Grandjany Marcel Grandjany est né le 3 septembre 1891 à Paris. Son père travaillait chez Erard, et cet homme disparut de ses souvenirs comme ceux qui n'étaient pas liés à sa famille. Quoiqu'il en soit, le frère du père, Lucien, était un célèbre organiste et professeur d'orgue et de solfège au Conservatoire, camarade de classe de Debussy, et élève de Franck et de Massenet. Bien que Lucien soit mort l'année où Marcel Grandjany naissait, ses talents et réalisations inspirèrent l'enfant, qui le décrivit plus tard comme "un parfait musicien dont le souvenir influença tant mes premières années" Sa mère mourut quand il avait quatre ans, et le fait de se remémorer marchant derrière son cortège funèbre suffisait à remplir ses yeux de larmes.
L'enfant fut élevé par des parentes: une tante du côté de son père, et une cousine, Juliette Georges Grandjany, qui avait obtenu deux prix: l'un en classe d'harmonie, et l'autre en classe d'accompagnement, au Conservatoire. C'est elle qui guida ses premières études. En petit prodige, Marcel Grandjany eut son Premier Prix de solfège à la fin de sa seconde année au Conservatoire, avec Noël-Gallon.

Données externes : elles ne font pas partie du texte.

use std::cell::RefCell;
use std::path::PathBuf;
use std::rc::Rc;
use std::sync::Arc;
use std::time::Duration;

use tokio::sync::{mpsc, oneshot, watch};
use tokio::task::LocalSet;
use tracing::{debug, info, warn};

use crate::config::StorageConfig;
use crate::core::{Payload, Sample, Session, StreamSpec};
use crate::error::{HermesError, Result};
use crate::observability::StreamCounters;

use super::container::{SessionContainer, SessionMetadata, VideoIndexRow};
use super::ring::{RingProbe, RingReader, RingWriter, SampleRing};
use super::video::SidecarWriter;

/// How many samples one claim moves at most. Keeps single flush writes
/// bounded so concurrent flushers interleave at the transaction
/// boundaries.
const FLUSH_BATCH: usize = 512;

/// Wake-interval divisor once a ring crosses its high-water mark.
const HURRY_FACTOR: u32 = 4;

/// Events surfaced from the storage subsystem to the owning broker.
#[derive(Debug)]
pub enum StorageEvent {
    /// A ring exceeded capacity. Fatal for the session.
    Overflow { stream_id: String },
}

/// Outcome of the final drain flush.
#[derive(Debug, Clone, PartialEq, Eq)]
pub struct DrainReport {
    /// Samples that were still unflushed when the drain deadline forced
    /// the engine down. Zero on a clean drain.
    pub unflushed: u64,
    pub deadline_hit: bool,
}

enum EngineCommand {
    Drain {
        deadline: Duration,
        reply: oneshot::Sender<DrainReport>,
    },
}

/// Write side handed to the node that owns the stream. Committing never
/// blocks: a full ring drops the sample, reports the overflow once, and
/// the caller treats the condition as fatal.
pub struct StreamSink {
    stream_id: String,
    writer: RingWriter,
    counters: Arc<StreamCounters>,
    overflow_tx: mpsc::UnboundedSender<StorageEvent>,
    overflowed: bool,
}

impl StreamSink {
    /// Commits one immutable sample. Returns false once the ring has
    /// overflowed.
    pub fn commit(&mut self, sample: Sample) -> bool {
        match self.writer.push(sample) {
            Ok(()) => true,
            Err(_) => {
                self.counters.record_dropped();
                if !self.overflowed {
                    self.overflowed = true;
                    let _ = self.overflow_tx.send(StorageEvent::Overflow {
                        stream_id: self.stream_id.clone(),
                    });
                }
                false
            }
        }
    }

    pub fn occupancy(&self) -> usize {
        self.writer.occupancy()
    }
}

struct FlusherEntry {
    spec: StreamSpec,
    reader: RingReader,
    probe: RingProbe,
    counters: Arc<StreamCounters>,
}

/// Burst-tolerant asynchronous storage for one host.
///
/// Streams register before the session starts; `start` moves the engine
/// onto a dedicated thread running a current-thread runtime where one
/// cooperative flush task per stream drains its ring into the session
/// container or video side-car.
pub struct StorageEngine {
    config: StorageConfig,
    host_id: String,
    broker_id: String,
    entries: Vec<FlusherEntry>,
    event_tx: mpsc::UnboundedSender<StorageEvent>,
    event_rx: Option<mpsc::UnboundedReceiver<StorageEvent>>,
}

impl StorageEngine {
    pub fn new(config: StorageConfig, host_id: impl Into<String>, broker_id: impl Into<String>) -> Self {
        let (event_tx, event_rx) = mpsc::unbounded_channel();
        Self {
            config,
            host_id: host_id.into(),
            broker_id: broker_id.into(),
            entries: Vec::new(),
            event_tx,
            event_rx: Some(event_rx),
        }
    }

    /// Creates the stream's ring and keeps the reader half; the returned
    /// sink is the single writer.
    pub fn register_stream(&mut self, spec: StreamSpec, counters: Arc<StreamCounters>) -> StreamSink {
        let (writer, reader) = SampleRing::with_capacity(self.config.ring_capacity, self.config.high_water);
        let probe = reader.probe();
        let sink = StreamSink {
            stream_id: spec.stream_id.clone(),
            writer,
            counters: Arc::clone(&counters),
            overflow_tx: self.event_tx.clone(),
            overflowed: false,
        };
        self.entries.push(FlusherEntry {
            spec,
            reader,
            probe,
            counters,
        });
        sink
    }

    /// Overflow notifications for the broker loop. Callable once.
    pub fn take_events(&mut self) -> mpsc::UnboundedReceiver<StorageEvent> {
        self.event_rx.take().expect("storage events already taken")
    }

    /// Consumes the engine and starts the flush thread for `session`.
    pub fn start(self, session: Session, experiment: std::collections::BTreeMap<String, String>, config_digest: String) -> Result<StorageHandle> {
        let (cmd_tx, cmd_rx) = mpsc::unbounded_channel();
        let session_dir = self.config.root_dir.join(&session.session_id);
        let container_path = session_dir.join(format!("{}.sqlite", self.broker_id));
        let meta = SessionMetadata {
            session_id: session.session_id.clone(),
            started_at_reference_ns: session.started_at_reference_ns,
            host_id: self.host_id.clone(),
            broker_id: self.broker_id.clone(),
            config_digest,
            experiment,
        };

        let thread = std::thread::Builder::new()
            .name("hermes-storage".into())
            .spawn(move || {
                let rt = tokio::runtime::Builder::new_current_thread()
                    .enable_all()
                    .build()
                    .map_err(|e| HermesError::Runtime(format!("storage runtime: {}", e)))?;
                let local = LocalSet::new();
                rt.block_on(local.run_until(engine_main(
                    self.config,
                    self.entries,
                    container_path,
                    session_dir,
                    meta,
                    cmd_rx,
                )))
            })
            .map_err(|e| HermesError::Runtime(format!("storage thread: {}", e)))?;

        Ok(StorageHandle {
            cmd_tx,
            thread: Some(thread),
        })
    }
}

/// Control handle to the running storage thread.
pub struct StorageHandle {
    cmd_tx: mpsc::UnboundedSender<EngineCommand>,
    thread: Option<std::thread::JoinHandle<Result<()>>>,
}

impl StorageHandle {
    /// Requests the final flush and waits for its report. Past the
    /// deadline the remaining data is discarded and counted.
    pub async fn drain(&self, deadline: Duration) -> DrainReport {
        let (reply, rx) = oneshot::channel();
        if self.cmd_tx.send(EngineCommand::Drain { deadline, reply }).is_err() {
            return DrainReport {
                unflushed: 0,
                deadline_hit: false,
            };
        }
        rx.await.unwrap_or(DrainReport {
            unflushed: 0,
            deadline_hit: true,
        })
    }

    /// Joins the flush thread after drain.
    pub fn join(&mut self) -> Result<()> {
        if let Some(handle) = self.thread.take() {
            handle
                .join()
                .map_err(|_| HermesError::Runtime("storage thread panicked".into()))??;
        }
        Ok(())
    }
}

async fn engine_main(
    config: StorageConfig,
    entries: Vec<FlusherEntry>,
    container_path: PathBuf,
    session_dir: PathBuf,
    meta: SessionMetadata,
    mut cmd_rx: mpsc::UnboundedReceiver<EngineCommand>,
) -> Result<()> {
    let container = SessionContainer::create(&container_path)?;
    container.write_metadata(&meta)?;
    for entry in &entries {
        container.register_stream(&entry.spec)?;
    }
    let container = Rc::new(RefCell::new(container));
    info!(path = %container_path.display(), streams = entries.len(), "session container ready");

    let (drain_tx, drain_rx) = watch::channel(false);
    let mut probes: Vec<RingProbe> = Vec::with_capacity(entries.len());
    let mut flushers = Vec::with_capacity(entries.len());
    for entry in entries {
        probes.push(entry.probe.clone());
        let container = Rc::clone(&container);
        let drain_rx = drain_rx.clone();
        let codec = config.video_codec.clone();
        let session_dir = session_dir.clone();
        let base_interval = Duration::from_secs_f64(1.0 / config.flush_hz);
        flushers.push(tokio::task::spawn_local(async move {
            if entry.spec.is_video {
                flush_video_stream(entry, container, session_dir, codec, base_interval, drain_rx).await
            } else {
                flush_tabular_stream(entry, container, base_interval, drain_rx).await
            }
        }));
    }

    // Flushers run until the drain command arrives.
    let report = match cmd_rx.recv().await {
        Some(EngineCommand::Drain { deadline, reply }) => {
            let _ = drain_tx.send(true);
            let all_done = tokio::time::timeout(deadline, async {
                for flusher in &mut flushers {
                    let _ = flusher.await;
                }
            })
            .await
            .is_ok();
            if !all_done {
                for flusher in &flushers {
                    flusher.abort();
                }
            }
            let unflushed: u64 = probes.iter().map(|p| p.occupancy() as u64).sum();
            let report = DrainReport {
                unflushed,
                deadline_hit: !all_done,
            };
            if report.deadline_hit {
                warn!(unflushed = report.unflushed, "drain deadline hit, discarding remainder");
            } else {
                debug!("storage drained cleanly");
            }
            let _ = reply.send(report.clone());
            report
        }
        // Command channel dropped without a drain; flush what is there.
        None => {
            let _ = drain_tx.send(true);
            for flusher in &mut flushers {
                let _ = flusher.await;
            }
            DrainReport {
                unflushed: 0,
                deadline_hit: false,
            }
        }
    };

    if report.deadline_hit {
        Err(HermesError::DrainTimeout {
            unflushed: report.unflushed,
        })
    } else {
        Ok(())
    }
}

async fn flush_tabular_stream(
    entry: FlusherEntry,
    container: Rc<RefCell<SessionContainer>>,
    base_interval: Duration,
    mut drain_rx: watch::Receiver<bool>,
) {
    let mut interval = base_interval;
    loop {
        let draining = *drain_rx.borrow();
        if !draining {
            tokio::select! {
                _ = tokio::time::sleep(interval) => {}
                _ = drain_rx.changed() => {}
            }
        }

        loop {
            let claimed = entry.reader.claim(FLUSH_BATCH);
            if claimed.is_empty() {
                break;
            }
            let count = claimed.len() as u64;
            if let Err(e) = container.borrow_mut().append_samples(&entry.spec, &claimed) {
                warn!(stream_id = %entry.spec.stream_id, error = %e, "tabular flush failed");
                entry.counters.record_transient_error();
                break;
            }
            entry.counters.record_flushed(count);
            // Yield between batches so sibling flushers make progress.
            tokio::task::yield_now().await;
        }

        if *drain_rx.borrow() && entry.reader.occupancy() == 0 {
            return;
        }
        interval = if entry.reader.is_above_high_water() {
            base_interval / HURRY_FACTOR
        } else {
            base_interval
        };
    }
}

async fn flush_video_stream(
    entry: FlusherEntry,
    container: Rc<RefCell<SessionContainer>>,
    session_dir: PathBuf,
    codec: String,
    base_interval: Duration,
    mut drain_rx: watch::Receiver<bool>,
) {
    let mut sidecar = match SidecarWriter::create(&session_dir, &entry.spec.stream_id, &codec).await {
        Ok(writer) => writer,
        Err(e) => {
            warn!(stream_id = %entry.spec.stream_id, error = %e, "cannot open video side-car");
            return;
        }
    };

    let mut interval = base_interval;
    loop {
        let draining = *drain_rx.borrow();
        if !draining {
            tokio::select! {
                _ = tokio::time::sleep(interval) => {}
                _ = drain_rx.changed() => {}
            }
        }

        loop {
            let claimed = entry.reader.claim(FLUSH_BATCH);
            if claimed.is_empty() {
                break;
            }
            let mut index_rows = Vec::with_capacity(claimed.len());
            for sample in &claimed {
                let frame: &[u8] = match &sample.payload {
                    Payload::Frame(bytes) => bytes,
                    // Tabular data on a video stream is a producer bug;
                    // count it and move on.
                    Payload::Tabular(_) => {
                        entry.counters.record_transient_error();
                        continue;
                    }
                };
                match sidecar.append(frame, sample.reference_ts_ns, sample.device_ts_ns).await {
                    Ok(row) => index_rows.push(row),
                    Err(e) => {
                        warn!(stream_id = %entry.spec.stream_id, error = %e, "video append failed");
                        entry.counters.record_transient_error();
                    }
                }
            }
            let flushed = index_rows.len() as u64;
            if let Err(e) = container.borrow_mut().append_video_index(&entry.spec, &index_rows) {
                warn!(stream_id = %entry.spec.stream_id, error = %e, "video index flush failed");
                entry.counters.record_transient_error();
            } else {
                entry.counters.record_flushed(flushed);
            }
        }

        if *drain_rx.borrow() && entry.reader.occupancy() == 0 {
            let _ = sidecar.flush().await;
            return;
        }
        interval = if entry.reader.is_above_high_water() {
            base_interval / HURRY_FACTOR
        } else {
            base_interval
        };
    }
}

Juliette présenta le jeune garçon à son amie Henriette Renié, qui lui donna des leçons gratuitement: leur relation, affectueuse et amicale, dura dix ans, et il s'est toujours proclamé comme un pur produit de son enseignement, tandis qu'elle le présentait comme "mon magnifique disciple". Cependant, un élève du Conservatoire devant étudier avec Hasselmans, Marcel Grandjany rentra dans sa classe en 1902, tout en continuant de prendre des cours avec Henriette Renié. A cette époque, Hasselmans et Renié étaient en mauvais termes, et le vieil homme, réputé pour être un professeur dur et parfois grossier, fit sentir son mécontentement à l'enfant, qui, intimidé, pouvait difficilement répondre à son professeur.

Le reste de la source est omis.